## ASSIGNMENT
What you print must match the data line for line.

════════

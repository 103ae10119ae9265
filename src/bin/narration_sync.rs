use std::fs;
use std::path::{Path, PathBuf};

use clap::{Parser, Subcommand};
use indicatif::{ProgressBar, ProgressStyle};
use narration_sync::jobs::TaskQueue;
use narration_sync::pipeline::defaults::FuzzyReferenceMatcher;
use narration_sync::pipeline::traits::ReferenceMatcher;
use narration_sync::{Segment, SyncConfig, VisualAligner, VisualAlignerBuilder, WordTiming};
use tracing_subscriber::layer::SubscriberExt;
use tracing_subscriber::util::SubscriberInitExt;

#[path = "narration_sync/report_writer.rs"]
mod report_writer;

use report_writer::{write_report, ProjectEntry, RunReport};

#[derive(Debug, Parser)]
#[command(name = "narration-sync")]
#[command(about = "Align visuals to narration word timings and persist the timeline")]
struct Args {
    /// JSON configuration file; built-in defaults apply when omitted.
    #[arg(long, global = true, env = "NARRATION_SYNC_CONFIG")]
    config: Option<PathBuf>,
    #[arg(long, global = true, env = "NARRATION_SYNC_STORE_DIR")]
    store_dir: Option<PathBuf>,
    #[arg(long, global = true, env = "NARRATION_SYNC_MEDIA_ROOT")]
    media_root: Option<PathBuf>,
    #[command(subcommand)]
    command: Command,
}

#[derive(Debug, Subcommand)]
enum Command {
    /// Organize one segment and write it into its project.
    Segment {
        #[arg(long)]
        project_id: String,
        #[arg(long)]
        section_id: String,
        /// Segment JSON as sent by the editor.
        #[arg(long)]
        segment_file: PathBuf,
    },
    /// Organize every segment of one or more stored projects.
    Project {
        #[arg(required = true)]
        project_ids: Vec<String>,
        #[arg(long, env = "NARRATION_SYNC_REPORT_OUT")]
        report_out: Option<PathBuf>,
    },
    /// Locate a reference text in a word timing file and print the match.
    Match {
        #[arg(long)]
        reference: String,
        #[arg(long)]
        timings: PathBuf,
    },
}

fn main() {
    tracing_subscriber::registry()
        .with(
            tracing_subscriber::EnvFilter::try_from_default_env()
                .unwrap_or_else(|_| "narration_sync=info".into()),
        )
        .with(tracing_subscriber::fmt::layer().with_writer(std::io::stderr))
        .init();

    if let Err(err) = run() {
        tracing::error!("{err}");
        std::process::exit(1);
    }
}

fn run() -> Result<(), String> {
    let args = Args::parse();
    let config = load_config(&args)?;

    match args.command {
        Command::Segment {
            project_id,
            section_id,
            segment_file,
        } => {
            let aligner = build_aligner(config)?;
            let segment = read_segment(&segment_file)?;
            let alignment = aligner
                .organize_segment_in_project(&project_id, &section_id, segment)
                .map_err(|err| err.to_string())?;
            print_json(&serde_json::json!({ "organized_segment": alignment.segment }))
        }
        Command::Project {
            project_ids,
            report_out,
        } => {
            let queue_config = config.queue;
            let aligner = build_aligner(config)?;
            let entries = organize_projects(&aligner, &queue_config, project_ids);
            let failed = entries.iter().filter(|entry| entry.error.is_some()).count();
            let report = RunReport::new(entries);
            if let Some(path) = report_out {
                write_report(&path, &report)?;
                tracing::info!(path = %path.display(), "report written");
            }
            print_json(&report.summary)?;
            if failed > 0 {
                return Err(format!("{failed} project(s) failed"));
            }
            Ok(())
        }
        Command::Match { reference, timings } => {
            let data = fs::read_to_string(&timings)
                .map_err(|err| format!("Failed to read '{}': {err}", timings.display()))?;
            let words: Vec<WordTiming> = narration_sync::extract::parse_word_timings(&data)
                .map_err(|err| err.to_string())?;
            let matcher = FuzzyReferenceMatcher::new(config.matching);
            print_json(&matcher.locate(&reference, &words))
        }
    }
}

fn load_config(args: &Args) -> Result<SyncConfig, String> {
    let mut config = match &args.config {
        Some(path) => SyncConfig::load(path).map_err(|err| err.to_string())?,
        None => SyncConfig::default(),
    };
    if let Some(store_dir) = &args.store_dir {
        config.store_dir = store_dir.clone();
    }
    if let Some(media_root) = &args.media_root {
        config.media_root = media_root.clone();
    }
    Ok(config)
}

fn build_aligner(config: SyncConfig) -> Result<VisualAligner, String> {
    VisualAlignerBuilder::new(config)
        .build()
        .map_err(|err| err.to_string())
}

fn read_segment(path: &Path) -> Result<Segment, String> {
    let data = fs::read_to_string(path)
        .map_err(|err| format!("Failed to read segment file '{}': {err}", path.display()))?;
    serde_json::from_str(&data)
        .map_err(|err| format!("Failed to parse segment JSON '{}': {err}", path.display()))
}

fn organize_projects(
    aligner: &VisualAligner,
    queue_config: &narration_sync::config::QueueConfig,
    project_ids: Vec<String>,
) -> Vec<ProjectEntry> {
    let progress = ProgressBar::new(project_ids.len() as u64);
    progress.set_style(
        ProgressStyle::with_template(
            "[{elapsed_precise}] [{wide_bar:.cyan/blue}] {pos}/{len} ({eta}) {msg}",
        )
        .unwrap_or_else(|_| ProgressStyle::default_bar())
        .progress_chars("=>-"),
    );
    progress.set_message("starting...");

    let mut queue = TaskQueue::new(queue_config);
    let outcomes = queue.run(
        project_ids,
        |project_id| {
            progress.set_message(project_id.to_string());
            aligner.organize_project(project_id)
        },
        |_| progress.inc(1),
    );
    progress.finish_with_message("alignment pass complete");

    outcomes
        .into_iter()
        .map(|outcome| match outcome.result {
            Ok(alignment) => ProjectEntry {
                project_id: outcome.key,
                attempts: outcome.attempts,
                revision: Some(alignment.revision),
                error: None,
                segments: alignment.reports,
            },
            Err(err) => ProjectEntry {
                project_id: outcome.key,
                attempts: outcome.attempts,
                revision: None,
                error: Some(err.to_string()),
                segments: Vec::new(),
            },
        })
        .collect()
}

fn print_json(value: &impl serde::Serialize) -> Result<(), String> {
    let text = serde_json::to_string_pretty(value)
        .map_err(|err| format!("Failed to serialize output: {err}"))?;
    println!("{text}");
    Ok(())
}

════════

## SOLUTION TO THIS EXERCISE
repository 103ae10119ae9265
filename src/bin/narration_sync.rs
use std::fs;
use std::path::{Path, PathBuf};

use clap::{Parser, Subcommand};
use indicatif::{ProgressBar, ProgressStyle};
use narration_sync::jobs::TaskQueue;
use narration_sync::pipeline::defaults::FuzzyReferenceMatcher;
use narration_sync::pipeline::traits::ReferenceMatcher;
use narration_sync::{Segment, SyncConfig, VisualAligner, VisualAlignerBuilder, WordTiming};
use tracing_subscriber::layer::SubscriberExt;
use tracing_subscriber::util::SubscriberInitExt;

#[path = "narration_sync/report_writer.rs"]
mod report_writer;

use report_writer::{write_report, ProjectEntry, RunReport};

#[derive(Debug, Parser)]
#[command(name = "narration-sync")]
#[command(about = "Align visuals to narration word timings and persist the timeline")]
struct Args {
    /// JSON configuration file; built-in defaults apply when omitted.
    #[arg(long, global = true, env = "NARRATION_SYNC_CONFIG")]
    config: Option<PathBuf>,
    #[arg(long, global = true, env = "NARRATION_SYNC_STORE_DIR")]
    store_dir: Option<PathBuf>,
    #[arg(long, global = true, env = "NARRATION_SYNC_MEDIA_ROOT")]
    media_root: Option<PathBuf>,
    #[command(subcommand)]
    command: Command,
}

#[derive(Debug, Subcommand)]
enum Command {
    /// Organize one segment and write it into its project.
    Segment {
        #[arg(long)]
        project_id: String,
        #[arg(long)]
        section_id: String,
        /// Segment JSON as sent by the editor.
        #[arg(long)]
        segment_file: PathBuf,
    },
    /// Organize every segment of one or more stored projects.
    Project {
        #[arg(required = true)]
        project_ids: Vec<String>,
        #[arg(long, env = "NARRATION_SYNC_REPORT_OUT")]
        report_out: Option<PathBuf>,
    },
    /// Locate a reference text in a word timing file and print the match.
    Match {
        #[arg(long)]
        reference: String,
        #[arg(long)]
        timings: PathBuf,
    },
}

fn main() {
    tracing_subscriber::registry()
        .with(
            tracing_subscriber::EnvFilter::try_from_default_env()
                .unwrap_or_else(|_| "narration_sync=info".into()),
        )
        .with(tracing_subscriber::fmt::layer().with_writer(std::io::stderr))
        .init();

    if let Err(err) = run() {
        tracing::error!("{err}");
        std::process::exit(1);
    }
}

fn run() -> Result<(), String> {
    let args = Args::parse();
    let config = load_config(&args)?;

    match args.command {
        Command::Segment {
            project_id,
            section_id,
            segment_file,
        } => {
            let aligner = build_aligner(config)?;
            let segment = read_segment(&segment_file)?;
            let alignment = aligner
                .organize_segment_in_project(&project_id, &section_id, segment)
                .map_err(|err| err.to_string())?;
            print_json(&serde_json::json!({ "organized_segment": alignment.segment }))
        }
        Command::Project {
            project_ids,
            report_out,
        } => {
            let queue_config = config.queue;
            let aligner = build_aligner(config)?;
            let entries = organize_projects(&aligner, &queue_config, project_ids);
            let failed = entries.iter().filter(|entry| entry.error.is_some()).count();
            let report = RunReport::new(entries);
            if let Some(path) = report_out {
                write_report(&path, &report)?;
                tracing::info!(path = %path.display(), "report written");
            }
            print_json(&report.summary)?;
            if failed > 0 {
                return Err(format!("{failed} project(s) failed"));
            }
            Ok(())
        }
        Command::Match { reference, timings } => {
            let data = fs::read_to_string(&timings)
                .map_err(|err| format!("Failed to read '{}': {err}", timings.display()))?;
            let words: Vec<WordTiming> = narration_sync::extract::parse_word_timings(&data)
                .map_err(|err| err.to_string())?;
            let matcher = FuzzyReferenceMatcher::new(config.matching);
            print_json(&matcher.locate(&reference, &words))
        }
    }
}

fn load_config(args: &Args) -> Result<SyncConfig, String> {
    let mut config = match &args.config {
        Some(path) => SyncConfig::load(path).map_err(|err| err.to_string())?,
        None => SyncConfig::default(),
    };
    if let Some(store_dir) = &args.store_dir {
        config.store_dir = store_dir.clone();
    }
    if let Some(media_root) = &args.media_root {
        config.media_root = media_root.clone();
    }
    Ok(config)
}

fn build_aligner(config: SyncConfig) -> Result<VisualAligner, String> {
    VisualAlignerBuilder::new(config)
        .build()
        .map_err(|err| err.to_string())
}

fn read_segment(path: &Path) -> Result<Segment, String> {
    let data = fs::read_to_string(path)
        .map_err(|err| format!("Failed to read segment file '{}': {err}", path.display()))?;
    serde_json::from_str(&data)
        .map_err(|err| format!("Failed to parse segment JSON '{}': {err}", path.display()))
}

fn organize_projects(
    aligner: &VisualAligner,
    queue_config: &narration_sync::config::QueueConfig,
    project_ids: Vec<String>,
) -> Vec<ProjectEntry> {
    let progress = ProgressBar::new(project_ids.len() as u64);
    progress.set_style(
        ProgressStyle::with_template(
            "[{elapsed_precise}] [{wide_bar:.cyan/blue}] {pos}/{len} ({eta}) {msg}",
        )
        .unwrap_or_else(|_| ProgressStyle::default_bar())
        .progress_chars("=>-"),
    );
    progress.set_message("starting...");

    let mut queue = TaskQueue::new(queue_config);
    let outcomes = queue.run(
        project_ids,
        |project_id| {
            progress.set_message(project_id.to_string());
            aligner.organize_project(project_id)
        },
        |_| progress.inc(1),
    );
    progress.finish_with_message("alignment pass complete");

    outcomes
        .into_iter()
        .map(|outcome| match outcome.result {
            Ok(alignment) => ProjectEntry {
                project_id: outcome.key,
                attempts: outcome.attempts,
                revision: Some(alignment.revision),
                error: None,
                segments: alignment.reports,
            },
            Err(err) => ProjectEntry {
                project_id: outcome.key,
                attempts: outcome.attempts,
                revision: None,
                error: Some(err.to_string()),
                segments: Vec::new(),
            },
        })
        .collect()
}

fn print_json(value: &impl serde::Serialize) -> Result<(), String> {
    let text = serde_json::to_string_pretty(value)
        .map_err(|err| format!("Failed to serialize output: {err}"))?;
    println!("{text}");
    Ok(())
}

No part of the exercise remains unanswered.